In Part 1 and Part 2 of this series of articles on brushless DC (BLDC) motors, we looked at the applications and advantages of BLDC motors and how graphene-based Hall effect sensors from Paragraf can help with making them more efficient.
The use of BLDC motors is widespread across household, commercial and industrial applications. The number of motor units shipped worldwide being several hundred million and growing fast. The carbon footprint benefit of an improved BLDC motor architecture can be very significant. Electrical equipment manufacturer ABB estimates that brushless motors are responsible for more than 45 percent of global electricity consumption – and that adoption of the highest-efficiency motors would reduce all electricity consumption by as much as 10 percent.
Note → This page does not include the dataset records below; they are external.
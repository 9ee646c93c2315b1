//! Dispatch of events received from a client socket

use crate::core::{AppError, AppState};
use crate::dtos::{ChatMessageDTO, ClientEvent, Outbound, ServerEvent};
use crate::entities::{ChatMessageType, User};
use crate::repositories::Read;
use crate::ws::roommap::{document_id_of, document_room, retro_room, room_type, sprint_room};
use crate::ws::usermap::InternalSignal;
use crate::ws::utils::{announce_room, broadcast_to_room, send_error};
use tokio::sync::mpsc::UnboundedSender;
use tracing::{debug, instrument, warn};

const MAX_CHAT_MESSAGE_CHARS: usize = 5000;

/// Handles one client event. Failures are reported to this connection as
/// an `error` event and never close the socket.
#[instrument(skip(state, user, internal_tx), fields(user_id = user.user_id))]
pub async fn process_event(
    state: &AppState,
    user: &User,
    internal_tx: &UnboundedSender<InternalSignal>,
    event: ClientEvent,
) {
    let result = match event {
        ClientEvent::JoinRetro(retro_id) => {
            match state.retro.read(&retro_id).await {
                Ok(Some(_)) => join_room(state, user.user_id, internal_tx, retro_room(retro_id)),
                Ok(None) => Err(AppError::not_found("Retro not found")),
                Err(e) => Err(e.into()),
            }
        }
        ClientEvent::JoinSprint(sprint_id) => {
            match state.sprint.read(&sprint_id).await {
                Ok(Some(_)) => join_room(state, user.user_id, internal_tx, sprint_room(sprint_id)),
                Ok(None) => Err(AppError::not_found("Sprint not found")),
                Err(e) => Err(e.into()),
            }
        }
        ClientEvent::JoinDocument(document_id) => {
            match state
                .documents
                .snapshot(&state.document, document_id, user.user_id)
                .await
            {
                Ok(_) => join_room(state, user.user_id, internal_tx, document_room(document_id)),
                Err(e) => Err(e.into()),
            }
        }
        ClientEvent::LeaveRoom(room) => internal_tx
            .send(InternalSignal::LeaveRoom(room))
            .map_err(|_| AppError::internal_server_error("Connection closed")),
        ClientEvent::ChatMessage { room_id, message } => {
            chat_message(state, user, room_id, message).await
        }
        ClientEvent::EditContent {
            room_id,
            content,
            position,
        } => edit_content(state, user, room_id, content, position).await,
    };

    if let Err(err) = result {
        warn!("Client event failed: {:?}", err);
        send_error(internal_tx, &err);
    }
}

/// Subscribes this connection to `room` and tells the room about it
fn join_room(
    state: &AppState,
    user_id: i64,
    internal_tx: &UnboundedSender<InternalSignal>,
    room: String,
) -> Result<(), AppError> {
    let rx = state.rooms.join(&room, user_id);
    if internal_tx
        .send(InternalSignal::JoinRoom(room.clone(), rx))
        .is_err()
    {
        state.rooms.leave(&room, user_id);
        return Err(AppError::internal_server_error("Connection closed"));
    }
    debug!(room = %room, "Joined room");
    announce_room(state, &room);
    Ok(())
}

/// Only users subscribed to a room may publish to it
fn ensure_member(state: &AppState, user_id: i64, room: &str) -> Result<(), AppError> {
    if state.rooms.is_member(room, user_id) {
        Ok(())
    } else {
        Err(AppError::forbidden("Join the room before sending to it"))
    }
}

/// Stores the message, then sends it to everyone in the room
async fn chat_message(
    state: &AppState,
    user: &User,
    room_id: String,
    message: String,
) -> Result<(), AppError> {
    ensure_member(state, user.user_id, &room_id)?;
    let length = message.trim().chars().count();
    if length == 0 || length > MAX_CHAT_MESSAGE_CHARS {
        return Err(AppError::bad_request(
            "Message content must be between 1 and 5000 characters",
        ));
    }

    let stored = state
        .chat
        .create(&room_id, user.user_id, &message, ChatMessageType::Text)
        .await?;
    let dto = ChatMessageDTO::from_message(stored, user.username.clone());
    broadcast_to_room(state, &room_id, Outbound::to_all(ServerEvent::ChatMessage(dto)));
    Ok(())
}

/// Relays a live edit to the other members of the room. In a document room
/// the sender needs edit rights.
async fn edit_content(
    state: &AppState,
    user: &User,
    room_id: String,
    content: String,
    position: i64,
) -> Result<(), AppError> {
    ensure_member(state, user.user_id, &room_id)?;
    if room_type(&room_id) == "doc" {
        let document_id =
            document_id_of(&room_id).ok_or_else(|| AppError::bad_request("Invalid room"))?;
        state
            .documents
            .check_edit(&state.document, document_id, user.user_id)
            .await?;
    }

    let event = ServerEvent::ContentUpdate {
        room_id: room_id.clone(),
        user_id: user.user_id,
        content,
        position,
    };
    broadcast_to_room(state, &room_id, Outbound::except(user.user_id, event));
    Ok(())
}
The efficiency of a motor is typically identified by a number that indicates the maximum output power with respect to the input power. Industry standards are used to categorize motors based on their efficiency performance.
What is IE5?
While the efficiency requirements for BLDC motors are regulated by national and regional regulatory bodies, those bodies typically rely on scale set by the International Electrotechnical Commission (IEC), as outlined in IEC 60034-30-1. In the most-recent issue of this document, published in 2018, IEC defines four classes of electric motor efficiency:
- IE1: Standard Efficiency
- IE2: High Efficiency
- IE3: Premium Efficiency
- IE4: Super Premium Efficiency
Since that standard was published, manufacturers have continued to develop more-efficient motors, in anticipation of an additional IE5 (Ultra Premium Efficiency) class – even marketing their motors as IE5 compliant. These IE5 motors are designed to produce up to 20 percent lower energy losses than comparable IE4 motors.
Regulations pertaining to energy efficiency will only get tighter and, irrespective of formal regulatory standards, demand for cheaper and cleaner motors will drive the market in the direction of manufacturers whose products can meet that standard.
Who is making IE5 motors and how are they doing it?
There are several manufacturers currently marketing their motors as IE5 ready. Some examples include: ABB, WEG, Hitachi and Nidec. The construction details varies but generally the current generation of IE5 motors rely on upgraded magnetic materials (e.g., amorphous alloys or rare earth materials. Such materials allow the motors to reduce waste but also to enhance performance by varying speed and load, for example in heavy industrial applications like large HVAC units and for pumping fresh water and wastewater.
Could advanced materials – for instance, graphene and other 2D materials – employed in other functions within the motor also provide an answer to manufacturers seeking next-level BLDC energy efficiency?
How does Paragraf get me to IE5?
As we discussed in Part 2 of this series, Hall effect sensors employing graphene as the sensing element boast several advantages over competing Hall sensor technologies. Paragraf’s graphene-based sensors’ high-sensitivity and immunity to in-plane stray fields provide more precise – therefore, more-efficient – position sensing. Additionally, graphene’s 2D structure and exceptional electron mobility reduces the power required to operate the sensor.
These benefits can contribute to the reduction of energy wastage across the whole of the BLDC system. Particularly when used in conjunction with other advanced materials employed in a motor’s construction, graphene Hall sensors present an industry-ready solution for the next step-change in energy efficiency classification.
Paragraf has made energy efficiency a hallmark of our business. Graphene and other 2D materials will be key to making future-generation BLDC motors do more on less.